If we all just stopped for a moment, stopped thinking about making more, stopped thinking about what other people say about us, and though about what we realy want, would we find ourself? Would making less but feeling more alive make us happier?

onsdag 17. oktober 2012

American media creating stereotypes of socialism.


Ok, so this is only the rough draft of my op-ed, there are going to be a lot of changes I expect, so be nice if you choose to comment on it.

Since the beginning of the cold war, American media has been packed with propaganda against communism and socialism. Movies, newspapers and republicans have been having the tendency to utter the word “socialism” as if it was a dirty word their mom forbids them to say out loud. This is a problem for future politicians if this keeps getting worse than it already is. If a democrat tips slightly over the edge of being liberal, well, I guess he is a communist. And if there is one thing Americans hate, it`s paying their hard earned money as taxes to the state, so they can`t decide what to spend them on themselves.



I was born and raised in Norway, a country that has been awarded as the best country to live in several times, similar to its neighbors: Denmark, Sweden and Finland; who all score very high on the list of best countries to live in. The income per person is high, the average person is very happy with their life, and is expected to live until 81 years. Furthermore, all of these countries are social democracies.

Imagine presenting your beliefs to another person, and a few moments later, they are criticizing you for being a protestant. They keep going on and on forever about how you are wrong, and you have to stand there taking it from them, when you in fact are a catholic. I am not going to compare religion and politics, which are two very separate things. Yet this is not so far from the reality of confusion between social democracy and socialism. Yes, these ideologies share some of the same traits, but they`re not the same. If this is getting too complicated for you to understand, then imagine someone mixing up Twilight and Vampire diaries. Do you follow me now?

Apparently, calling Obama a socialist is supposed to make him a less wanted leader. “Obama wants to take your hard earned money by increasing the taxes”. That being liberal is what`s giving people poor life conditions. I have heard politicians comparing Obamas followers to Soviet spies. With a falling economy, it must be nice having a scapegoat that does not involve themselves.

Their ignorance might not be their fault though. Chances are that they are affected by the stories their fathers told them, older people who learned about communism by being in war with it, and early 60s propaganda. Or, it might be that they just watch a lot of movies.

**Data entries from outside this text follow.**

//! OpenAI-compatible Chat Completions backend.

use async_trait::async_trait;
use futures::stream::BoxStream;
use futures::StreamExt;
use serde::Deserialize;
use tracing::debug;

use crate::error::{AtelierError, Result};
use crate::types::{ChatMessage, Role, ToolCallRequest};

use super::http::{bearer_headers, drain_lines, parse_sse_data, shared_client, status_to_error};
use super::{CompletionBackend, CompletionMessage, CompletionRequest, StreamFragment, ToolCallFragment};

/// HTTP client for an OpenAI-compatible chat-completions endpoint.
pub struct OpenAiCompletions {
    api_key: String,
    base_url: String,
}

impl OpenAiCompletions {
    pub fn new(api_key: impl Into<String>, base_url: impl Into<String>) -> Self {
        Self {
            api_key: api_key.into(),
            base_url: base_url.into(),
        }
    }

    fn build_request_body(&self, request: &CompletionRequest, stream: bool) -> serde_json::Value {
        let messages = request
            .messages
            .iter()
            .map(message_to_wire)
            .collect::<Vec<_>>();

        let mut body = serde_json::json!({
            "model": request.model,
            "messages": messages,
            "max_tokens": request.max_tokens,
            "stream": stream,
        });

        if !request.tools.is_empty() {
            let declarations: Vec<serde_json::Value> = request
                .tools
                .iter()
                .map(|t| t.to_declaration())
                .collect();
            let obj = body.as_object_mut().expect("body is an object");
            obj.insert("tools".into(), declarations.into());
            obj.insert("tool_choice".into(), "auto".into());
        }

        body
    }
}

#[async_trait]
impl CompletionBackend for OpenAiCompletions {
    async fn complete(&self, request: &CompletionRequest) -> Result<Option<CompletionMessage>> {
        let body = self.build_request_body(request, false);
        let url = format!("{}/chat/completions", self.base_url);

        debug!(model = %request.model, "completion request");

        let resp = shared_client()
            .post(&url)
            .headers(bearer_headers(&self.api_key))
            .json(&body)
            .send()
            .await?;

        let status = resp.status().as_u16();
        if status != 200 {
            let body_text = resp.text().await.unwrap_or_default();
            return Err(status_to_error(status, &body_text));
        }

        let data: WireChatResponse = resp.json().await?;
        let Some(choice) = data.choices.into_iter().next() else {
            return Ok(None);
        };
        let message = choice.message;

        let tool_calls = message
            .tool_calls
            .unwrap_or_default()
            .into_iter()
            .map(|tc| ToolCallRequest {
                id: tc.id,
                name: tc.function.name,
                arguments: tc.function.arguments,
            })
            .collect();

        Ok(Some(CompletionMessage {
            content: message.content,
            tool_calls,
        }))
    }

    async fn stream(
        &self,
        request: &CompletionRequest,
    ) -> Result<BoxStream<'static, Result<StreamFragment>>> {
        let body = self.build_request_body(request, true);
        let url = format!("{}/chat/completions", self.base_url);

        debug!(model = %request.model, "streaming completion request");

        let resp = shared_client()
            .post(&url)
            .headers(bearer_headers(&self.api_key))
            .json(&body)
            .send()
            .await?;

        let status = resp.status().as_u16();
        if status != 200 {
            let body_text = resp.text().await.unwrap_or_default();
            return Err(status_to_error(status, &body_text));
        }

        let byte_stream = resp.bytes_stream();

        let stream = async_stream::stream! {
            let mut buffer: Vec<u8> = Vec::new();
            futures::pin_mut!(byte_stream);

            while let Some(chunk_result) = byte_stream.next().await {
                let chunk = match chunk_result {
                    Ok(c) => c,
                    Err(e) => {
                        yield Err(AtelierError::Network(e));
                        break;
                    }
                };

                buffer.extend_from_slice(&chunk);

                for line in drain_lines(&mut buffer) {
                    if line.is_empty() || line.starts_with(':') {
                        continue;
                    }

                    if let Some(data) = parse_sse_data(&line) {
                        match serde_json::from_str::<WireStreamChunk>(data) {
                            Ok(chunk) => {
                                if let Some(choice) = chunk.choices.into_iter().next() {
                                    yield Ok(delta_to_fragment(choice.delta));
                                }
                            }
                            Err(_) => {} // skip unparseable chunks
                        }
                    }
                }
            }
        };

        Ok(Box::pin(stream))
    }
}

fn delta_to_fragment(delta: WireDelta) -> StreamFragment {
    let tool_calls = delta
        .tool_calls
        .unwrap_or_default()
        .into_iter()
        .map(|tc| {
            let function = tc.function.unwrap_or_default();
            ToolCallFragment {
                index: tc.index,
                id: tc.id,
                name: function.name,
                arguments: function.arguments,
            }
        })
        .collect();

    StreamFragment {
        content: delta.content,
        tool_calls,
    }
}

fn message_to_wire(msg: &ChatMessage) -> serde_json::Value {
    if !msg.tool_calls.is_empty() {
        let tool_calls: Vec<serde_json::Value> = msg
            .tool_calls
            .iter()
            .map(|tc| {
                serde_json::json!({
                    "id": tc.id,
                    "type": "function",
                    "function": {
                        "name": tc.name,
                        "arguments": tc.arguments,
                    }
                })
            })
            .collect();
        return serde_json::json!({
            "role": msg.role.as_str(),
            "content": msg.content,
            "tool_calls": tool_calls,
        });
    }

    if msg.role == Role::Tool {
        return serde_json::json!({
            "role": "tool",
            "tool_call_id": msg.tool_call_id,
            "content": msg.content,
        });
    }

    serde_json::json!({ "role": msg.role.as_str(), "content": msg.content })
}

// Wire types (internal)

#[derive(Deserialize)]
struct WireChatResponse {
    #[serde(default)]
    choices: Vec<WireChoice>,
}

#[derive(Deserialize)]
struct WireChoice {
    message: WireMessage,
}

#[derive(Deserialize, Default)]
struct WireMessage {
    content: Option<String>,
    tool_calls: Option<Vec<WireToolCall>>,
}

#[derive(Deserialize)]
struct WireToolCall {
    id: String,
    function: WireFunction,
}

#[derive(Deserialize)]
struct WireFunction {
    name: String,
    arguments: String,
}

#[derive(Deserialize)]
struct WireStreamChunk {
    #[serde(default)]
    choices: Vec<WireStreamChoice>,
}

#[derive(Deserialize)]
struct WireStreamChoice {
    delta: WireDelta,
}

#[derive(Deserialize, Default)]
struct WireDelta {
    content: Option<String>,
    tool_calls: Option<Vec<WireToolCallDelta>>,
}

#[derive(Deserialize)]
struct WireToolCallDelta {
    #[serde(default)]
    index: usize,
    id: Option<String>,
    function: Option<WireFunctionDelta>,
}

#[derive(Deserialize, Default)]
struct WireFunctionDelta {
    name: Option<String>,
    arguments: Option<String>,
}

Communists have since the 1980s been the major bad guy of American movies; the biggest threat, who might look strong on the outside, but is easy to take down. This is where the media seriously starts making a socialist and communists into what they think it should be, and what they want you to think it is.

If you have seen the “Rocky” movies, about the true American boxer, with the fair game attitude who runs through storms and up mountains to get in shape, then you might have noticed how they portray his opponent from the third film. This is the movie where he has to take down the highly intimidating Ivan Drago. A boxer who is an insane 6-foot, 5 inch and 261-pound. Not only does is he given medications, he is trained with advanced machines; he shows no form of sympathy or personality, so of course he is from The Soviet Union.
This is just one of many, many movies. The joker from the dark night rises was dressed to look like a Russian dictator and a French fascist. I mean, if the Europeans always are the bad boys in the movies, I guess it must be true.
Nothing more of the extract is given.